*** Data to process ***
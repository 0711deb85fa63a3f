use std::env;
use std::sync::{Mutex, OnceLock};

use bazaar_agent::RecommendMode;
use bazaar_cli::commands::{chat, migrate, recommend, seed};
use serde_json::Value;

const MEMORY_STORE: &[(&str, &str)] = &[
    ("BAZAAR_DATABASE_URL", "sqlite::memory:"),
    ("BAZAAR_DATABASE_MAX_CONNECTIONS", "1"),
    ("BAZAAR_LLM_PROVIDER", "disabled"),
];

#[test]
fn migrate_returns_success_with_valid_env() {
    with_env(MEMORY_STORE, || {
        let result = migrate::run();
        assert_eq!(result.exit_code, 0, "expected successful migrate run");

        let payload = parse_payload(&result.output);
        assert_eq!(payload["command"], "migrate");
        assert_eq!(payload["status"], "ok");
    });
}

#[test]
fn migrate_returns_config_failure_for_non_sqlite_url() {
    with_env(&[("BAZAAR_DATABASE_URL", "postgres://localhost/bazaar")], || {
        let result = migrate::run();
        assert_eq!(result.exit_code, 2, "expected config validation failure code");

        let payload = parse_payload(&result.output);
        assert_eq!(payload["status"], "error");
        assert_eq!(payload["error_class"], "config_validation");
    });
}

#[test]
fn seed_reports_catalog_counts() {
    with_env(MEMORY_STORE, || {
        let result = seed::run();
        assert_eq!(result.exit_code, 0, "expected seed success: {}", result.output);

        let payload = parse_payload(&result.output);
        assert_eq!(payload["command"], "seed");
        assert_eq!(payload["status"], "ok");
        assert_eq!(payload["data"]["personas"], 3);
        assert_eq!(payload["data"]["users"], 3);
        assert!(payload["data"]["items"].as_u64().unwrap_or_default() > 0);
    });
}

#[test]
fn chat_with_disabled_backend_answers_with_fallback_line() {
    with_env(MEMORY_STORE, || {
        let result = chat::run(7, "こんにちは");
        assert_eq!(result.exit_code, 0, "expected chat success: {}", result.output);

        let payload = parse_payload(&result.output);
        assert_eq!(payload["command"], "chat");
        assert_eq!(payload["data"]["termination"]["state"], "backend_failed");
        assert_eq!(payload["message"], payload["data"]["reply"]);
    });
}

#[test]
fn chat_rejects_blank_message() {
    with_env(MEMORY_STORE, || {
        let result = chat::run(7, "   ");
        assert_eq!(result.exit_code, 7);

        let payload = parse_payload(&result.output);
        assert_eq!(payload["status"], "error");
        assert_eq!(payload["error_class"], "agent");
    });
}

#[test]
fn recommend_on_empty_catalog_reports_no_candidates() {
    with_env(MEMORY_STORE, || {
        let result = recommend::run(1, RecommendMode::Keyword("sneakers".to_string()), None);
        assert_eq!(result.exit_code, 0, "expected recommend success: {}", result.output);

        let payload = parse_payload(&result.output);
        assert_eq!(payload["data"]["can_recommend"], false);
        assert_eq!(payload["message"], "no candidates available");
    });
}

fn parse_payload(output: &str) -> Value {
    serde_json::from_str(output).expect("command output should be valid JSON")
}

fn with_env(vars: &[(&str, &str)], test_fn: impl FnOnce()) {
    static ENV_LOCK: OnceLock<Mutex<()>> = OnceLock::new();
    let _guard =
        ENV_LOCK.get_or_init(|| Mutex::new(())).lock().expect("env mutex should not be poisoned");

    let keys = [
        "BAZAAR_DATABASE_URL",
        "BAZAAR_DATABASE_MAX_CONNECTIONS",
        "BAZAAR_DATABASE_TIMEOUT_SECS",
        "BAZAAR_LLM_PROVIDER",
        "BAZAAR_LLM_API_KEY",
        "BAZAAR_LLM_BASE_URL",
        "BAZAAR_LLM_MODEL",
        "BAZAAR_LLM_TIMEOUT_SECS",
        "BAZAAR_AGENT_MAX_TOOL_ITERATIONS",
        "BAZAAR_AGENT_HISTORY_WINDOW",
        "BAZAAR_RECOMMEND_TOP_K",
        "BAZAAR_GACHA_COST",
        "BAZAAR_SERVER_BIND_ADDRESS",
        "BAZAAR_SERVER_PORT",
        "BAZAAR_LOGGING_LEVEL",
        "BAZAAR_LOGGING_FORMAT",
        "BAZAAR_LOG_LEVEL",
        "BAZAAR_LOG_FORMAT",
    ];

    let previous_values: Vec<(&str, Option<String>)> =
        keys.iter().map(|key| (*key, env::var(key).ok())).collect();

    for key in &keys {
        env::remove_var(key);
    }
    for (key, value) in vars {
        env::set_var(key, value);
    }

    test_fn();

    for (key, value) in previous_values {
        if let Some(value) = value {
            env::set_var(key, value);
        } else {
            env::remove_var(key);
        }
    }
}
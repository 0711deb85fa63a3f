//! Script-aware tokenizer for mixed Latin / Japanese catalog text.
//!
//! Latin letters and digits form word tokens. Han, kana and hangul runs carry no
//! word delimiters, so they are split into overlapping character bigrams
//! (a lone character becomes a unigram). Everything else separates runs.

#[derive(Clone, Copy, Debug, PartialEq, Eq)]
enum CharClass {
    Word,
    Ideographic,
    Separator,
}

fn classify(ch: char) -> CharClass {
    if is_ideographic(ch) {
        CharClass::Ideographic
    } else if ch.is_alphanumeric() {
        CharClass::Word
    } else {
        CharClass::Separator
    }
}

fn is_ideographic(ch: char) -> bool {
    matches!(
        ch as u32,
        0x3040..=0x309F     // hiragana
            | 0x30A0..=0x30FF   // katakana, including the prolonged sound mark
            | 0x31F0..=0x31FF   // katakana phonetic extensions
            | 0x3400..=0x4DBF   // CJK extension A
            | 0x4E00..=0x9FFF   // CJK unified ideographs
            | 0xF900..=0xFAFF   // CJK compatibility ideographs
            | 0xFF66..=0xFF9F   // halfwidth katakana
            | 0xAC00..=0xD7AF   // hangul syllables
            | 0x20000..=0x2A6DF // CJK extension B
    )
}

/// Fullwidth ASCII (`Ｎｉｋｅ`, `４Ｋ`) folds to its halfwidth form.
fn fold_width(ch: char) -> char {
    match ch as u32 {
        code @ 0xFF01..=0xFF5E => char::from_u32(code - 0xFEE0).unwrap_or(ch),
        0x3000 => ' ',
        _ => ch,
    }
}

pub fn tokenize(text: &str) -> Vec<String> {
    let mut tokens = Vec::new();
    let mut run: Vec<char> = Vec::new();
    let mut run_class = CharClass::Separator;

    let normalized = text.chars().map(fold_width).flat_map(char::to_lowercase);
    for ch in normalized {
        let class = classify(ch);
        if class != run_class {
            flush_run(&mut tokens, &run, run_class);
            run.clear();
            run_class = class;
        }
        if class != CharClass::Separator {
            run.push(ch);
        }
    }
    flush_run(&mut tokens, &run, run_class);

    tokens
}

fn flush_run(tokens: &mut Vec<String>, run: &[char], class: CharClass) {
    match class {
        CharClass::Separator => {}
        _ if run.is_empty() => {}
        CharClass::Word => tokens.push(run.iter().collect()),
        CharClass::Ideographic if run.len() == 1 => tokens.push(run[0].to_string()),
        CharClass::Ideographic => {
            tokens.extend(run.windows(2).map(|pair| pair.iter().collect::<String>()));
        }
    }
}

#[cfg(test)]
mod tests {
    use super::tokenize;

    #[test]
    fn latin_text_splits_on_whitespace_and_punctuation() {
        assert_eq!(tokenize("Nike Air-Max, 2024!"), vec!["nike", "air", "max", "2024"]);
    }

    #[test]
    fn japanese_runs_become_overlapping_bigrams() {
        assert_eq!(tokenize("スニーカー"), vec!["スニ", "ニー", "ーカ", "カー"]);
        assert_eq!(tokenize("靴"), vec!["靴"]);
    }

    #[test]
    fn mixed_script_text_switches_tokenization_per_run() {
        assert_eq!(
            tokenize("Nikeの靴 USB-C対応"),
            vec!["nike", "の靴", "usb", "c", "対応"]
        );
    }

    #[test]
    fn fullwidth_ascii_folds_to_halfwidth() {
        assert_eq!(tokenize("Ｎｉｋｅ　４Ｋ"), vec!["nike", "4k"]);
    }

    #[test]
    fn empty_and_punctuation_only_input_yield_nothing() {
        assert!(tokenize("").is_empty());
        assert!(tokenize(" 、。!? ").is_empty());
    }
}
***
## Exercise
Return the lines above that include the string "Separator".

## Written response
    Separator,
        CharClass::Separator
    let mut run_class = CharClass::Separator;
        if class != CharClass::Separator {
        CharClass::Separator => {}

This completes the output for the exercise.